Camping out in the cloud forests of Gau, sticking his hand down nipping crab holes searching for the nesting burrows of the petrel, Theo didn’t find the bird he was seeking. However, it started a journey for him, a window into the complexities of the conservation world – and the start of a new career trajectory.
Excitingly, Theo was also charged with the task of taking DNA samples from any Fijian Banded Iguana’s he came across whilst on Gau. Samples taken from a beautiful pair of iguanas living in a lemon tree in a village, later revealed that their population is distinct enough to receive their very own species status. And so Brachylophus gau was first discovered by science.
Imperial College London – MSc in Conservation Science
Feeling somewhat out of depth grappling with the intertwining complexities of the natural and social sciences required, in 2011 Theo started a masters programe in conservation science at Imperial College London.
A course partnered with the Zoological Society of London, the Royal Botanical Kew Gardens and Durrell Wildlife Conservation Trust, the masters programme gave Theo a well rounded foundation in applied and research conservation science.
Theo’s thesis, about the role recreational anglers can play in contributing their unique fisherman’s ecological knowledge of water ways to the monitoring and conservation of inland aquatic ecosystems, can be found here.
Durrell Conservation Academy
Working for the Durrell Conservation Academy Theo supported early career conservationists from all around the world. He provided logistical, academic, language and pastoral support for students from diverse cultures and backgrounds attending the Academy courses.
In 2014, the Durrell Academy sent Theo to Rio de Janerio to facilitate a week long Callitrichid Conservation Husbandry Workshop where shared learning and exchange of experience from organisations across Brazil, enhanced in-country capacity for the successful management and conservation breeding of threatened monkeys.

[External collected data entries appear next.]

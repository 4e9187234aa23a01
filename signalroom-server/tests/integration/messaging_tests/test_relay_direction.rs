use serde_json::json;

use crate::integration::{create_test_hub, init_tracing};
use crate::utils::FakePeer;

#[tokio::test]
async fn test_sender_messages_fan_out_to_viewers_only() {
    init_tracing();

    let (hub, _task, _events) = create_test_hub();
    let mut sender = FakePeer::connect(&hub).await.unwrap();
    let mut other_sender = FakePeer::connect(&hub).await.unwrap();
    let mut v1 = FakePeer::connect(&hub).await.unwrap();
    let mut v2 = FakePeer::connect(&hub).await.unwrap();

    sender.join("r", "sender").await.unwrap();
    other_sender.join("r", "sender").await.unwrap();
    v1.join("r", "viewer").await.unwrap();
    v2.join("r", "viewer").await.unwrap();
    for peer in [&mut sender, &mut other_sender, &mut v1, &mut v2] {
        peer.drain().await.unwrap();
    }

    let candidate = json!({
        "type": "candidate",
        "candidate": {"candidate": "candidate:1 1 udp 2122260223 10.0.0.1 5000 typ host", "sdpMLineIndex": 0},
    });
    sender.send(candidate).await.unwrap();

    let expected = json!({
        "type": "candidate",
        "candidate": {"candidate": "candidate:1 1 udp 2122260223 10.0.0.1 5000 typ host", "sdpMLineIndex": 0},
        "from": sender.id.to_string(),
    });
    assert_eq!(v1.recv_json().await.unwrap(), expected);
    assert_eq!(v2.recv_json().await.unwrap(), expected);
    other_sender.expect_nothing().await.unwrap();
    sender.expect_nothing().await.unwrap();
}

#[tokio::test]
async fn test_viewer_messages_reach_every_sender_and_ignore_to() {
    init_tracing();

    let (hub, _task, _events) = create_test_hub();
    let mut s1 = FakePeer::connect(&hub).await.unwrap();
    let mut s2 = FakePeer::connect(&hub).await.unwrap();
    let mut viewer = FakePeer::connect(&hub).await.unwrap();
    let mut bystander = FakePeer::connect(&hub).await.unwrap();

    s1.join("r", "sender").await.unwrap();
    s2.join("r", "sender").await.unwrap();
    viewer.join("r", "viewer").await.unwrap();
    bystander.join("r", "viewer").await.unwrap();
    for peer in [&mut s1, &mut s2, &mut viewer, &mut bystander] {
        peer.drain().await.unwrap();
    }

    viewer
        .send(json!({"type": "need-offer", "to": s1.id.to_string()}))
        .await
        .unwrap();

    let expected = json!({"type": "need-offer", "to": s1.id.to_string(), "from": viewer.id.to_string()});
    assert_eq!(s1.recv_json().await.unwrap(), expected);
    assert_eq!(s2.recv_json().await.unwrap(), expected);
    bystander.expect_nothing().await.unwrap();
}

#[tokio::test]
async fn test_rooms_are_isolated() {
    init_tracing();

    let (hub, _task, _events) = create_test_hub();
    let mut red_sender = FakePeer::connect(&hub).await.unwrap();
    let mut blue_viewer = FakePeer::connect(&hub).await.unwrap();

    red_sender.join("red", "sender").await.unwrap();
    blue_viewer.join("blue", "viewer").await.unwrap();

    red_sender
        .send(json!({"type": "offer", "sdp": "X"}))
        .await
        .unwrap();

    blue_viewer.expect_nothing().await.unwrap();
    red_sender.expect_nothing().await.unwrap();
}

#[tokio::test]
async fn test_messages_from_one_peer_arrive_in_order() {
    init_tracing();

    let (hub, _task, _events) = create_test_hub();
    let mut sender = FakePeer::connect(&hub).await.unwrap();
    let mut viewer = FakePeer::connect(&hub).await.unwrap();
    sender.join("r", "sender").await.unwrap();
    viewer.join("r", "viewer").await.unwrap();
    sender.drain().await.unwrap();
    viewer.drain().await.unwrap();

    for seq in 0..50 {
        sender
            .send(json!({"type": "candidate", "seq": seq}))
            .await
            .unwrap();
    }

    for seq in 0..50 {
        assert_eq!(viewer.recv_json().await.unwrap()["seq"], seq);
    }
}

Introduction to Conservation Online Course
Theo was a core developer of the first ever conservation MOOC (Massive Open Online Course), working for the Zoological Society of London and United for Wildlife. Drawing from diverse science research partners, Theo’s job was to create a participant learning framework, plan the structure of the modules, research themes and partner collaborators and presenters. It brings together many world leading conservation organisations and takes the participants through a journey to understand key aspects of the Anthropocene, why we should care about life on Earth, and the role of people to understand it and protect it. The course has since been taken on by National Geographic and can be found here.
Norfolk Broads National Park Ranger
A Norfolk Broads National Park Ranger brought with it a life at 5mph. Theo worked as part of the Ranger team to conserve the national park, engaging with the public, landowners, boatyards and local communities to promote the Authority’s aims and objectives through patrolling, practical works, directing volunteers and assisting at events.